Instructions for the task:
Only the count is expected: the number of lines below that contain "trimmed".
------ Material for the task
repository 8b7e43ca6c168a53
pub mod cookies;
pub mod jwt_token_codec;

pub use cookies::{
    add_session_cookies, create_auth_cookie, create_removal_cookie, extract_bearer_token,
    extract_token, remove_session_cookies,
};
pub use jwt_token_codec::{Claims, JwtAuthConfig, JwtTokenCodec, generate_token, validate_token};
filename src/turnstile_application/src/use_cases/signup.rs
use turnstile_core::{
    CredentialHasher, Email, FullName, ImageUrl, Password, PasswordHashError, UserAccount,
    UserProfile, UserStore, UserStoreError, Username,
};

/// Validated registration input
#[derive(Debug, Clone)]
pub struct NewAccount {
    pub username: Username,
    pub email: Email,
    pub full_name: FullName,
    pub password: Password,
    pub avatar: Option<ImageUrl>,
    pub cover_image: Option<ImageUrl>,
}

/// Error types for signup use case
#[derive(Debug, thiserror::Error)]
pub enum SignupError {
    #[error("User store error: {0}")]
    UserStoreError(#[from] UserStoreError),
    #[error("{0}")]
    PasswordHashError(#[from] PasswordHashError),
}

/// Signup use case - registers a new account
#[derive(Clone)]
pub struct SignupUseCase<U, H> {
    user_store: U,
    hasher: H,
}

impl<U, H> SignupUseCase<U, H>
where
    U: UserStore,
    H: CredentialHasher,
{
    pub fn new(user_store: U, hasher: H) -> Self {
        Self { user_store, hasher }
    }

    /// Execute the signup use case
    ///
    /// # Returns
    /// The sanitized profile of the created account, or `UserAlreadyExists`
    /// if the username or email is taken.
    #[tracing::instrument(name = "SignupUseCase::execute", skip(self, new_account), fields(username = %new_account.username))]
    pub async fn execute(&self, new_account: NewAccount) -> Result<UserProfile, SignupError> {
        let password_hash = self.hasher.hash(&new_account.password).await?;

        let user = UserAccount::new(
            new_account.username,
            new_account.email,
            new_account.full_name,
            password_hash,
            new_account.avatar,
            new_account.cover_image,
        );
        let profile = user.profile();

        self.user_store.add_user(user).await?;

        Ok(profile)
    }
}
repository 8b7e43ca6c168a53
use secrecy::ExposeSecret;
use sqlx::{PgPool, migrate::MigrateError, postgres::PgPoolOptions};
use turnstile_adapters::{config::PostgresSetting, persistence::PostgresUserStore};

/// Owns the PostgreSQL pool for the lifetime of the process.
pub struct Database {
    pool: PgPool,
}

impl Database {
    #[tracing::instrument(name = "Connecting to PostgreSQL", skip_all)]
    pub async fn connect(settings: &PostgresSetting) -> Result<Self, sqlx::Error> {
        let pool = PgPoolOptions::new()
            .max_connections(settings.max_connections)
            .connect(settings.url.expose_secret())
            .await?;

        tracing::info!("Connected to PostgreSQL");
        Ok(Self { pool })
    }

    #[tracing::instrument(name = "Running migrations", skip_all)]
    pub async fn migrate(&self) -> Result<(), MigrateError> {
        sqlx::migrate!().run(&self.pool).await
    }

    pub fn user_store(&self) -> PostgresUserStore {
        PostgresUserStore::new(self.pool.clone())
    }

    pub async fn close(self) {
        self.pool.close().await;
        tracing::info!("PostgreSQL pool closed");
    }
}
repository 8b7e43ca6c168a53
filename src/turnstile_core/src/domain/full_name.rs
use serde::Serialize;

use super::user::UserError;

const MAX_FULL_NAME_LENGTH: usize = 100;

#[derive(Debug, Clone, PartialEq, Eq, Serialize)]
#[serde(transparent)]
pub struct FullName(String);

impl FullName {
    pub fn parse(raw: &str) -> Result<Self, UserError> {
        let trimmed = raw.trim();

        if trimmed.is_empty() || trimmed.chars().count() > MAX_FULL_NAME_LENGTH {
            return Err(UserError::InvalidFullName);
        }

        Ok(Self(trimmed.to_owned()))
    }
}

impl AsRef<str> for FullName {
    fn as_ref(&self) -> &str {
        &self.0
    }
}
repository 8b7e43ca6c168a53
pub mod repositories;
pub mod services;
------------
Solution to this problem:
3